(Data Opens)

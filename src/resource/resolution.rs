//! Outcome of resolving a `(type, name)` pair.

use crate::error::ApiError;
use serde::Serialize;
use std::path::{Path, PathBuf};

/// Why a resolution did not produce content.
#[derive(Debug, Clone, Copy, PartialEq, Eq, Serialize)]
#[serde(rename_all = "snake_case")]
pub enum MissCause {
    /// Nothing exists at the attempted path.
    Missing,
    /// The file exists but read permission is denied.
    Unreadable,
    /// The name would escape the resource directory.
    InvalidName,
    /// The file passed the permission probe but reading it failed.
    ReadFailed,
}

/// Either the resolved file with its full text, or a reason it was not produced.
#[derive(Debug, Clone, PartialEq, Eq, Serialize)]
#[serde(tag = "status", rename_all = "snake_case")]
pub enum ResolutionResult {
    Found { path: PathBuf, content: String },
    NotFound { cause: MissCause, reason: String },
}

impl ResolutionResult {
    pub(crate) fn not_found(cause: MissCause, reason: String) -> Self {
        ResolutionResult::NotFound { cause, reason }
    }

    pub fn is_found(&self) -> bool {
        matches!(self, ResolutionResult::Found { .. })
    }

    pub fn path(&self) -> Option<&Path> {
        match self {
            ResolutionResult::Found { path, .. } => Some(path),
            ResolutionResult::NotFound { .. } => None,
        }
    }

    pub fn content(&self) -> Option<&str> {
        match self {
            ResolutionResult::Found { content, .. } => Some(content),
            ResolutionResult::NotFound { .. } => None,
        }
    }

    pub fn reason(&self) -> Option<&str> {
        match self {
            ResolutionResult::Found { .. } => None,
            ResolutionResult::NotFound { reason, .. } => Some(reason),
        }
    }

    pub fn cause(&self) -> Option<MissCause> {
        match self {
            ResolutionResult::Found { .. } => None,
            ResolutionResult::NotFound { cause, .. } => Some(*cause),
        }
    }

    /// Convert into `(path, content)` or the error matching the miss cause.
    pub fn into_result(self) -> Result<(PathBuf, String), ApiError> {
        match self {
            ResolutionResult::Found { path, content } => Ok((path, content)),
            ResolutionResult::NotFound { cause, reason } => Err(match cause {
                MissCause::Missing | MissCause::InvalidName => ApiError::NotFound(reason),
                MissCause::Unreadable => ApiError::Unreadable(reason),
                MissCause::ReadFailed => ApiError::IoError(reason),
            }),
        }
    }
}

(Data Closes)

*Problem to work on*:
Reproduce every line of the data exactly as it was written.

*Output of the exercise*:
filename src/resource/resolution.rs
//! Outcome of resolving a `(type, name)` pair.

use crate::error::ApiError;
use serde::Serialize;
use std::path::{Path, PathBuf};

/// Why a resolution did not produce content.
#[derive(Debug, Clone, Copy, PartialEq, Eq, Serialize)]
#[serde(rename_all = "snake_case")]
pub enum MissCause {
    /// Nothing exists at the attempted path.
    Missing,
    /// The file exists but read permission is denied.
    Unreadable,
    /// The name would escape the resource directory.
    InvalidName,
    /// The file passed the permission probe but reading it failed.
    ReadFailed,
}

/// Either the resolved file with its full text, or a reason it was not produced.
#[derive(Debug, Clone, PartialEq, Eq, Serialize)]
#[serde(tag = "status", rename_all = "snake_case")]
pub enum ResolutionResult {
    Found { path: PathBuf, content: String },
    NotFound { cause: MissCause, reason: String },
}

impl ResolutionResult {
    pub(crate) fn not_found(cause: MissCause, reason: String) -> Self {
        ResolutionResult::NotFound { cause, reason }
    }

    pub fn is_found(&self) -> bool {
        matches!(self, ResolutionResult::Found { .. })
    }

    pub fn path(&self) -> Option<&Path> {
        match self {
            ResolutionResult::Found { path, .. } => Some(path),
            ResolutionResult::NotFound { .. } => None,
        }
    }

    pub fn content(&self) -> Option<&str> {
        match self {
            ResolutionResult::Found { content, .. } => Some(content),
            ResolutionResult::NotFound { .. } => None,
        }
    }

    pub fn reason(&self) -> Option<&str> {
        match self {
            ResolutionResult::Found { .. } => None,
            ResolutionResult::NotFound { reason, .. } => Some(reason),
        }
    }

    pub fn cause(&self) -> Option<MissCause> {
        match self {
            ResolutionResult::Found { .. } => None,
            ResolutionResult::NotFound { cause, .. } => Some(*cause),
        }
    }

    /// Convert into `(path, content)` or the error matching the miss cause.
    pub fn into_result(self) -> Result<(PathBuf, String), ApiError> {
        match self {
            ResolutionResult::Found { path, content } => Ok((path, content)),
            ResolutionResult::NotFound { cause, reason } => Err(match cause {
                MissCause::Missing | MissCause::InvalidName => ApiError::NotFound(reason),
                MissCause::Unreadable => ApiError::Unreadable(reason),
                MissCause::ReadFailed => ApiError::IoError(reason),
            }),
        }
    }
}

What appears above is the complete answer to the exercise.